The sugar pill and the real thing

April 6, 2009 | 16 comments

This post was originally published on September 15, 2007.

Over these past couple weeks of woe Vicodin has basically become part of the Food Pyramid for me, so the topic of analgesics and other drugs has been on my mind.

It reminded me of a friend’s story of a drug trial he participated in in college. A pharmaceutical company was offering to pay people $1, 000 to have a minor medical procedure performed in return for feedback about a new pain medication they were testing. After a quick calculation of how many six packs of Schlitz they could buy with that kind of money, my friend and his roommate signed up. Participants were aware that some people would be given the real drug, whereas others would receive only a placebo, a sugar pill, to control for potential psychological factors (e.g. people feeling pain relief because they expected to, not because the drug was actually working).

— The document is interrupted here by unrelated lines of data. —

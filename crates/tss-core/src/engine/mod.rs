//! Protocol engine contract
//!
//! The threshold cryptography itself lives behind [`ProtocolEngine`]: an
//! engine instance is started once, fed inbound payloads, and reports its
//! progress as a stream of [`EngineEvent`]s. The session layer never looks
//! inside payloads.

use crate::types::{KeyMaterial, PartyIdentity, Phase, ProtocolMessage, RawSignature};
use crate::Result;
use std::sync::Arc;
use tokio::sync::mpsc;

pub mod adapter;
pub mod reference;

pub use adapter::EngineAdapter;
pub use reference::ReferenceEngine;

/// Phase-specific engine parameters
#[derive(Debug, Clone)]
pub enum PhaseParams {
    Keygen,
    Signing {
        /// Message to sign
        message: Vec<u8>,
        /// Output of the keygen this signing builds on
        key: Arc<KeyMaterial>,
    },
}

/// Everything an engine instance needs to run one phase
#[derive(Debug, Clone)]
pub struct EngineConfig {
    /// Parties taking part in this phase, in directory order
    pub parties: Vec<PartyIdentity>,
    /// This party
    pub local: PartyIdentity,
    /// Threshold (t+1 parties are needed to sign)
    pub threshold: usize,
    pub params: PhaseParams,
}

impl EngineConfig {
    pub fn phase(&self) -> Phase {
        match self.params {
            PhaseParams::Keygen => Phase::Keygen,
            PhaseParams::Signing { .. } => Phase::Signing,
        }
    }
}

/// Successful result of a phase
#[derive(Debug, Clone)]
pub enum PhaseOutput {
    Key(KeyMaterial),
    Signature(RawSignature),
}

/// Event produced by a running engine instance
#[derive(Debug)]
pub enum EngineEvent {
    /// Message to route to other parties
    Outbound(ProtocolMessage),
    /// Phase finished
    Completed(PhaseOutput),
    /// Phase cannot finish
    Failed(crate::Error),
}

/// Outbound event stream of one engine instance
pub type EventStream = mpsc::UnboundedReceiver<EngineEvent>;

/// Factory for engine instances
pub trait ProtocolEngine: Send + Sync {
    /// Create an instance for one phase; does not start it
    fn new_instance(&self, config: EngineConfig) -> Result<Box<dyn EngineInstance>>;
}

/// One running protocol instance
pub trait EngineInstance: Send + Sync {
    /// Begin the protocol. Can only succeed once.
    fn start(&self) -> Result<EventStream>;

    /// Apply an inbound payload. `Ok(false)` means the update was not accepted.
    fn update_from_bytes(
        &self,
        payload: &[u8],
        from: &PartyIdentity,
        is_broadcast: bool,
    ) -> Result<bool>;

    /// Identity the instance runs as
    fn identity(&self) -> &PartyIdentity;
}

When I asked about the results, my friend said that his roommate wasn’t sure if he was part of the control group — his pain was pretty bad, but it seemed to go off and on, so he thought he might have received the sugar pill. When I asked my friend if he thought he got the real drug, he said with a laugh, “Ooooooh, yeah. You know the real thing when you get it.” In what was probably an annoying attempt to play devil’s advocate, I pushed him on the issue. How did he know that the pain relief wasn’t just the placebo effect, the results coming only from his mind? He responded with a laugh, “Because it completely knocked me on my a**.”

Though it’s not a very eloquent way to phrase it, that’s how I feel about Christianity.

Every now and then I get a comment suggesting that all of changes I’ve seen in my life since my conversion can be chalked up to a sort of placebo effect. Perhaps I wanted Christianity to be true, so I saw what I needed to see to make it true.

First of all, the fact is that that I didn’t really want Christianity to be true. I perceived the entire religion to be a nothing more than a fairy tale that people used as a mental crutch. I thought that Christianity was synonymous with things like homophobia and sexism, so I gagged at the idea of ever calling myself a “Christian.” And I really, really did not want the Catholic Church to have any truth to it since I thought it was a corrupt institution that made people feel guilty about everything.

That aside, perhaps some hidden part of my subconscious wanted it all to be true. Or maybe it filled some need I wasn’t aware I had, or I just wanted to see results because I’d invested so much time researching and reading about it. Maybe it’s all the placebo effect. Maybe I got a sugar pill.

Like my friend in the pharmaceutical study, the notion makes me chuckle to entertain it. I can’t prove it to anyone else, but I know what I’ve experienced. And it ain’t no sugar pill.

Even in my pre-religion days, I was always interested in self-reflection and self-improvement. I read lots of popular secular books about how to be a better person, find happiness, improve relationships with others, etc. and tried all sorts of techniques to improve these things. So I’m pretty well aware of what my capabilities are in terms of making changes in my life. It’s not that impressive. Years of trying to improve my life on my own yielded very few results.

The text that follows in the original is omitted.